Background and Purpose Neuropathic pain is commonly treated with GABA analogues, steroids or non‐steroidal anti‐inflammatory drugs ( NSAIDs ). NSAIDs inhibit one or more COX isozymes but chronic COX inhibition paradoxically increases gastrointestinal inflammation and risk of unwanted cardiovascular events. The cannabinoids also have analgesic and anti‐inflammatory properties and reduce neuropathic pain in animal models. The present study investigated the analgesic effects of inhibiting both monoacylglycerol lipase ( MAGL ) and COX enzymes, using low doses of both inhibitors. Experimental Approach Mice subjected to chronic constriction injury ( CCI ) were tested for mechanical and cold allodynia after administration of the MAGL inhibitor, JZL184 , or the non‐selective COX inhibitor diclofenac. Then, both drugs were co‐administered at fixed dose proportions of 1:3, 1:1 and 3:1, based on their ED 50 values. PG s, endocannabinoids and related lipids were quantified in lumbar spinal cord. Key Results Combining low doses of JZL184 and diclofenac synergistically attenuated mechanical allodynia and additively reduced cold allodynia.
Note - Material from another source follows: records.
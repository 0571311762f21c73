//! Main configuration server.

use crate::config::ServerConfig;
use crate::error::{ServerError, ServerResult};
use crate::handler::{HandlerContext, RequestHandler, SessionId};
use crate::store::ConfigStore;
use cfgsync_protocol::{ClientFrame, ConfigSnapshot, ServerFrame, UpdateBatch, CONFIG_API_PATH};
use std::sync::Arc;
use tokio::sync::mpsc;

/// The configuration server.
///
/// This server holds the authoritative configuration and serves it over
/// two surfaces: the HTTP endpoint and live channel sessions.
///
/// # Example
///
/// ```
/// use cfgsync_server::{ConfigServer, ServerConfig};
///
/// let server = ConfigServer::new(ServerConfig::default());
///
/// // In a real application, you would expose HTTP routes and a WebSocket
/// // namespace that call handle_get(), handle_patch() and handle_frame()
/// let body = server.handle_get("/api/v1/config").unwrap();
/// assert_eq!(body, b"{}");
/// ```
pub struct ConfigServer {
    handler: RequestHandler,
    context: Arc<HandlerContext>,
}

impl ConfigServer {
    /// Creates a new configuration server.
    pub fn new(config: ServerConfig) -> Self {
        let store = Arc::new(ConfigStore::new(config.initial.clone()));
        Self::with_store(config, store)
    }

    /// Creates a server over an existing store.
    pub fn with_store(config: ServerConfig, store: Arc<ConfigStore>) -> Self {
        let context = Arc::new(HandlerContext::new(config, store));
        let handler = RequestHandler::new(Arc::clone(&context));

        Self { handler, context }
    }

    /// Handles `GET {path}`. Returns the configuration as a JSON object.
    pub fn handle_get(&self, path: &str) -> Result<Vec<u8>, String> {
        self.route(path)
            .and_then(|()| self.handler.handle_read())
            .and_then(|snapshot| Ok(snapshot.encode()?))
            .map_err(|e| e.to_string())
    }

    /// Handles `PATCH {path}` with a JSON object body.
    pub fn handle_patch(&self, path: &str, body: &[u8]) -> Result<Vec<u8>, String> {
        self.route(path)
            .and_then(|()| Ok(UpdateBatch::decode(body)?))
            .and_then(|batch| self.handler.handle_write(batch))
            .map(|_| b"config: saved".to_vec())
            .map_err(|e| e.to_string())
    }

    /// Opens a live session whose frames are sent to `outbound`.
    pub fn open_session(
        &self,
        outbound: mpsc::UnboundedSender<ServerFrame>,
    ) -> ServerResult<SessionId> {
        self.handler.open_session(outbound)
    }

    /// Handles one frame from a live session.
    pub fn handle_frame(&self, id: SessionId, frame: ClientFrame) -> ServerResult<()> {
        self.handler.handle_frame(id, frame)
    }

    /// Handles one JSON text frame from a live session.
    pub fn handle_text(&self, id: SessionId, text: &str) -> ServerResult<()> {
        let frame = ClientFrame::decode(text)?;
        self.handle_frame(id, frame)
    }

    /// Closes a live session.
    pub fn close_session(&self, id: SessionId) {
        self.handler.close_session(id);
    }

    /// Number of open live sessions.
    pub fn session_count(&self) -> usize {
        self.context.session_count()
    }

    /// Current configuration revision.
    pub fn revision(&self) -> u64 {
        self.context.store.revision()
    }

    /// Current configuration.
    pub fn snapshot(&self) -> ConfigSnapshot {
        self.context.store.snapshot()
    }

    fn route(&self, path: &str) -> ServerResult<()> {
        let path = path.split('?').next().unwrap_or(path);
        if path.ends_with(CONFIG_API_PATH) {
            Ok(())
        } else {
            Err(ServerError::NotFound(path.to_string()))
        }
    }
}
The cannabinoid CB 1 receptor antagonist, rimonabant, but not the CB 2 receptor antagonist, SR 144528, blocked the analgesic effects of the JZL184 and diclofenac combination on mechanical allodynia, implying that CB 1 receptors were primarily responsible for the anti‐allodynia. Diclofenac alone and with JZL184 significantly reduced PG E 2 and PG F 2α in lumbar spinal cord tissue, whereas JZL184 alone caused significant increases in the endocannabinoid metabolite, N ‐arachidonoyl glycine. Conclusions and Implications Combining COX and MAGL inhibition is a promising therapeutic approach for reducing neuropathic pain with minimal side effects.